SCOTTSBLUFF — It’s a ways from Scottsbluff to Lincoln: 400 miles and a six-hour drive to be exact.
But the best way to unite Nebraskans from border to border is to talk about the University of Nebraska — the state’s land-grant university, which is celebrating its 150th anniversary this year.
For those who couldn’t make the trek east to celebrate the school’s sesquicentennial, Jack Whittier, director of the Panhandle District and Panhandle Research and Extension Center in Scottsbluff, and a community planning group brought the celebration out west to the center on Friday.
“We wanted to give an opportunity for alumni, supporters, students and so on of western Nebraska to participate in this year-long celebration,” Whittier said before introducing Chancellor Ronnie Green.
On Feb. 15, 1869, the University of Nebraska was chartered as a land-grant university under the Morrill Act.
“You have to try and imagine what it was like at that time,” Green said. “Nebraska was 2 years old as a state. Lincoln, where the site had been determined for the State Capitol and where the university would be located, was essentially a village with just a few buildings.”
The university was being planted, developed and built with the state. Green said that it was visionary at that time to imagine public higher education — not just for those who could afford it, but for everyone to have access. Land-grant universities became what is known as “the people’s institution” in every state.
“When (the University of Nebraska) was founded, it was a single building in Lincoln,” Green said. “It was a single building — University Hall — which stood at University and S streets, right in the middle of our current-day city campus."
The three-story brick building was completed in 1871, and when it opened its doors, the university registered 130 students — 110 were there to finish their high school education in what was then known as “Latin preparatory school.”
The other 20 were college students — of which, seven were women.
“The charter of the university said this was to be an institution for all people, all nationalities, all sexes, all races — whether they were part of Nebraska or not — it was open for all,” Green said.
One hundred fifty years later, through depressions, world wars and subsequent conflicts, the university still stands strong, educating almost 26,000 students enrolled at present, with graduating classes continuing to break records. In 2019, University of Nebraska—Lincoln will have graduated about 5,700 students, and Green predicts that number to go up by several hundred.
The university contributes about $325 million in research to Nebraska in fields from agriculture and natural resources to national security. Green said that the extension work done outside of the university’s halls continues to also be the finest of all land-grant colleges, especially when it comes to 4-H and youth development.
“We have the highest enrollment rate for youth development programs of anywhere else in the country,” Green said. “One in 3 youth eligible in the state are in Nebraska 4-H, and in 75 of Nebraska’s 93 counties, that number is 1 in 2 youths.”
The university’s economic impact to the state is $4.5 billion every year, according to an independent analysis conducted by national consultant Tripp Umbach.
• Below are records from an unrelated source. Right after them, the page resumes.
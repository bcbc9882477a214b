use crate::error::{OreoError, Result};

/// Characters a route may contain.
fn char_check(c: char) -> bool {
    c.is_ascii_alphanumeric() || c == '/' || c == ':' || c == '*' || c == '_' || c == '-'
}

/// Validate a single route template.
///
/// Routes must pick one canonical spelling: a trailing '/' would make the
/// match result ambiguous, so it is rejected outright, as are duplicate
/// slashes and the bare root.
pub fn route_rule_check(fullroute: &str) -> Result<()> {
    let route = fullroute.trim();

    if route.is_empty() {
        return Err(OreoError::Validation("route is null".into()));
    }

    if route.len() == 1 {
        return Err(OreoError::Validation("route can't be '/'".into()));
    }

    if !route.starts_with('/') {
        return Err(OreoError::Validation(
            "route first character must be '/'".into(),
        ));
    }

    if route.ends_with('/') {
        return Err(OreoError::Validation(
            "route last character mustn't be '/'".into(),
        ));
    }

    if !route.chars().all(char_check) {
        return Err(OreoError::Validation(format!(
            "route [{}] just support [a-zA-Z0-9-/_*:]",
            fullroute
        )));
    }

    if route.starts_with("//") {
        return Err(OreoError::Validation(
            "route prefix should just one '/'".into(),
        ));
    }

    let params: Vec<&str> = route.trim_matches('/').split('/').collect();

    for (index, param) in params.iter().enumerate() {
        if param.is_empty() {
            return Err(OreoError::Validation("route param is empty".into()));
        }

        let mut chars = param.chars();
        let head = chars.next().unwrap();

        if head == ':' {
            if param.len() == 1 {
                return Err(OreoError::Validation("route wildcard is empty".into()));
            }
            if chars.any(|c| c == ':' || c == '*') {
                return Err(OreoError::Validation(
                    "route wildcard have too many ':' or '*'".into(),
                ));
            }
            // parameter names must be unique within one route
            if params[..index].contains(param) {
                return Err(OreoError::Validation(
                    "params in route has duplicate names".into(),
                ));
            }
        } else if head == '*' {
            if param.len() == 1 {
                return Err(OreoError::Validation("route wildcard is empty".into()));
            }
            if chars.any(|c| c == ':' || c == '*') {
                return Err(OreoError::Validation(
                    "route wildcard have too many ':' or '*'".into(),
                ));
            }
            if index != params.len() - 1 {
                return Err(OreoError::Validation(
                    "route * wildcard must be last".into(),
                ));
            }
        } else if param.contains(':') || param.contains('*') {
            return Err(OreoError::Validation("route static has : or *".into()));
        }
    }

    Ok(())
}

#[derive(Debug, Clone, Copy, PartialEq, Eq)]
pub enum SegmentKind {
    Static,
    Param,
    Wildcard,
}

#[derive(Debug, Clone)]
pub struct Segment {
    pub kind: SegmentKind,
    pub value: String,
}

/// Split a route into typed segments. The route is lower-cased first, so
/// matching and conflict checking are case-insensitive. The bool reports
/// whether the route ends in a `*` wildcard.
pub fn route_param_split(fullroute: &str) -> (Vec<Segment>, bool) {
    let route = fullroute.trim().to_lowercase();
    let route = route.trim_matches('/');

    let mut nodes = Vec::new();
    let mut matchall = false;

    if route.is_empty() {
        return (nodes, matchall);
    }

    for param in route.split('/') {
        if let Some(name) = param.strip_prefix(':') {
            nodes.push(Segment {
                kind: SegmentKind::Param,
                value: name.to_string(),
            });
        } else if let Some(name) = param.strip_prefix('*') {
            matchall = true;
            nodes.push(Segment {
                kind: SegmentKind::Wildcard,
                value: name.to_string(),
            });
        } else {
            nodes.push(Segment {
                kind: SegmentKind::Static,
                value: param.to_string(),
            });
        }
    }

    (nodes, matchall)
}

/// Decide whether a candidate route would ambiguously match against any of
/// the admitted ones. Returns the first conflicting admitted uri.
///
/// Parameter segments match anything positionally, so only static-vs-static
/// text can tell two routes apart. Routes that differ in segment count and
/// carry no wildcard never conflict, even when one is all-parameters
/// (`/users/:id/comments` vs `/:a/:b`): static precedence steers concrete
/// paths to one of them, and users are expected to avoid the overlap.
pub fn route_conflict_check(old_routes: &[String], new_route: &str) -> Option<String> {
    let (new_nodes, new_wild) = route_param_split(new_route);
    let new_len = new_nodes.len();

    for old_route in old_routes {
        let (old_nodes, old_wild) = route_param_split(old_route);
        let old_len = old_nodes.len();

        if !new_wild && !old_wild {
            if old_len != new_len {
                continue;
            }
            let mut i = 0;
            while i < old_len {
                let o = &old_nodes[i];
                let n = &new_nodes[i];
                if o.kind == SegmentKind::Static
                    && n.kind == SegmentKind::Static
                    && o.value != n.value
                {
                    break;
                }
                i += 1;
            }
            // every position matched, so some concrete path hits both
            if i >= old_len {
                return Some(old_route.clone());
            }
        } else if !new_wild && old_wild {
            let mut i = 0;
            while i < old_len {
                match old_nodes[i].kind {
                    SegmentKind::Static => {
                        if i >= new_len {
                            break;
                        }
                        let n = &new_nodes[i];
                        if n.kind == SegmentKind::Static && old_nodes[i].value != n.value {
                            break;
                        }
                    }
                    SegmentKind::Param => {}
                    SegmentKind::Wildcard => {
                        // the wildcard swallows whatever the new route
                        // still has; exhausted new route means no overlap
                        if i < new_len {
                            return Some(old_route.clone());
                        }
                    }
                }
                i += 1;
            }
        } else if new_wild && !old_wild {
            let mut i = 0;
            while i < new_len {
                match new_nodes[i].kind {
                    SegmentKind::Static => {
                        if i >= old_len {
                            break;
                        }
                        let o = &old_nodes[i];
                        if o.kind == SegmentKind::Static && new_nodes[i].value != o.value {
                            break;
                        }
                    }
                    SegmentKind::Param => {}
                    SegmentKind::Wildcard => {
                        if i < old_len {
                            return Some(old_route.clone());
                        }
                    }
                }
                i += 1;
            }
        } else {
            // both end in a wildcard: compare the shorter prefix; if every
            // static pair agrees, the longer route's tail falls inside the
            // shorter one's wildcard
            let new_prefix = &new_nodes[..new_len - 1];
            let old_prefix = &old_nodes[..old_len - 1];
            let (short, long) = if new_prefix.len() > old_prefix.len() {
                (old_prefix, new_prefix)
            } else {
                (new_prefix, old_prefix)
            };

            let mut i = 0;
            while i < short.len() {
                let s = &short[i];
                let l = &long[i];
                if s.kind == SegmentKind::Static
                    && l.kind == SegmentKind::Static
                    && s.value != l.value
                {
                    break;
                }
                i += 1;
            }
            if i >= short.len() {
                return Some(old_route.clone());
            }
        }
    }

    None
}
That number has increased the $3.9 billion impact calculated in 2016. About a quarter billion dollars of impact are seen in the western district, the activities on the university campuses, faculty, staff and students, along with the resulting ripple effects in communities across the state adds more than $12 million to the state’s economy every day.
About 1 of every 7 working-age Nebraskans hold a NU degree, and 11,000 new NU graduates enter the workforce every year. The earnings and spending activities of each graduating class add $2.4 billion to the state’s economy annually, above and beyond NU’s baseline $4.5 billion impact.
And that’s a mark that will ensure that students will be singing “Dear Old Nebraska U” for another 150 years.